Chariots. Our literature affords unquestionable evidence that chariots were used in Ireland from the most remote ages. In the ancient historical tales, the chiefs are constantly described as going to battle in war-chariots, each driven by an ara or charioteer: and we know from the Lives of the early saints that Patrick, Bridget, Columkille, Declan, and other Irish saints, travelled in twohorse chariots in their missionary journeys through the country. The war-chariots are sometimes described as
furnished with sharp spikes and scythe-blades like those of the old Britons: while in times of peace, kings, queens, and chiefs of high rank rode in chariots luxuriously fitted up and ornamented with gold, silver, and feathers.’

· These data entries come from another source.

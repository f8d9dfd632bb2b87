//! Multi-target survey runner.
//!
//! ## Purpose
//!
//! This module runs the single-target transit search over a list of targets.
//! Every target is an independent unit of work: a target whose light curve
//! is missing, or whose search fails, is logged and recorded as a failure
//! while the rest of the survey carries on.
//!
//! ## Design notes
//!
//! * **Parallelism**: With the `cpu` feature, targets are spread over the
//!   rayon thread pool.
//! * **Ordering**: Reports and failures keep the order of the input targets
//!   in both modes.

// Feature-gated imports
#[cfg(feature = "cpu")]
use rayon::prelude::*;

// External dependencies
use ndarray::Array2;
use tracing::{info, warn};

// Export dependencies from lcdetrend crate
use lcdetrend::prelude::{PeriodRow, SearchConfig, SearchReport, TransitSearch};

// Internal dependencies
use crate::errors::{SurveyError, TargetFailure};
use crate::source::TargetSource;

/// Number of numeric columns in [`SurveyOutcome::period_matrix`].
pub const PERIOD_MATRIX_COLUMNS: usize = 7;

/// Runs the transit search over many targets.
#[derive(Debug, Clone)]
pub struct Survey {
    search: TransitSearch,
    parallel: bool,
}

impl Survey {
    pub fn new(config: SearchConfig) -> Self {
        Self {
            search: TransitSearch::new(config),
            parallel: cfg!(feature = "cpu"),
        }
    }

    /// Run targets in parallel. Ignored without the `cpu` feature.
    pub fn parallel(mut self, parallel: bool) -> Self {
        self.parallel = parallel;
        self
    }

    pub fn config(&self) -> &SearchConfig {
        self.search.config()
    }

    /// Search a single target.
    pub fn process<S: TargetSource + ?Sized>(&self, source: &S) -> Result<SearchReport, SurveyError> {
        let sectors = source.load_sectors()?;
        let report = self.search.run_sectors(sectors)?;
        Ok(report)
    }

    fn process_isolated<S: TargetSource>(&self, source: &S) -> Result<SearchReport, TargetFailure> {
        self.process(source).map_err(|e| {
            warn!(target_id = source.id(), error = %e, "target failed");
            TargetFailure::new(source.id(), &e)
        })
    }

    /// Search every target.
    pub fn run<S>(&self, targets: &[S]) -> SurveyOutcome
    where
        S: TargetSource + Sync,
    {
        info!(targets = targets.len(), parallel = self.parallel, "starting survey");

        #[cfg(feature = "cpu")]
        let results: Vec<Result<SearchReport, TargetFailure>> = if self.parallel {
            targets.par_iter().map(|s| self.process_isolated(s)).collect()
        } else {
            targets.iter().map(|s| self.process_isolated(s)).collect()
        };

        #[cfg(not(feature = "cpu"))]
        let results: Vec<Result<SearchReport, TargetFailure>> =
            targets.iter().map(|s| self.process_isolated(s)).collect();

        let mut outcome = SurveyOutcome::default();
        for r in results {
            match r {
                Ok(report) => outcome.reports.push(report),
                Err(failure) => outcome.failures.push(failure),
            }
        }

        info!(
            succeeded = outcome.reports.len(),
            failed = outcome.failures.len(),
            "survey finished"
        );
        outcome
    }
}

/// Reports and failures of a survey, each in input order.
#[derive(Debug, Clone, Default)]
pub struct SurveyOutcome {
    pub reports: Vec<SearchReport>,
    pub failures: Vec<TargetFailure>,
}

impl SurveyOutcome {
    pub fn len(&self) -> usize {
        self.reports.len() + self.failures.len()
    }

    pub fn is_empty(&self) -> bool {
        self.len() == 0
    }

    /// One period-table row per successful target.
    pub fn period_table(&self) -> Vec<PeriodRow> {
        self.reports.iter().map(SearchReport::row).collect()
    }

    /// Numeric part of the period table, one row per successful target.
    ///
    /// Columns: sector, max power, period, epoch, 2nd period, 3rd period,
    /// rotation period. Missing values are NaN.
    pub fn period_matrix(&self) -> Array2<f64> {
        let rows = self.period_table();
        let mut m = Array2::from_elem((rows.len(), PERIOD_MATRIX_COLUMNS), f64::NAN);
        for (i, r) in rows.iter().enumerate() {
            let values = [
                f64::from(r.sector),
                r.max_power,
                r.period,
                r.epoch,
                r.period_2.unwrap_or(f64::NAN),
                r.period_3.unwrap_or(f64::NAN),
                r.rotation_period.unwrap_or(f64::NAN),
            ];
            for (j, v) in values.into_iter().enumerate() {
                m[[i, j]] = v;
            }
        }
        m
    }
}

Roads. That the country was well provided with roads we know, partly from our ancient literature, and partly from the general use of chariots. There were five main roads leading from Tara through the country in different directions; and numerous minor roads - all with distinct names - are mentioned in the annals. There must have been roads everywhere in the inhabited districts: for we know that provision was made in the Brehon law for repairing them. And it was enjoined that a brugaid or public victualler should have roads leading from different directions to his house.

Boats. The ancient Irish used three kinds of boats:-- small sailing vessels; canoes hollowed out from the trunks of trees; and currachs. The currach was made of

1. See Cambr. Evers. chap. xii.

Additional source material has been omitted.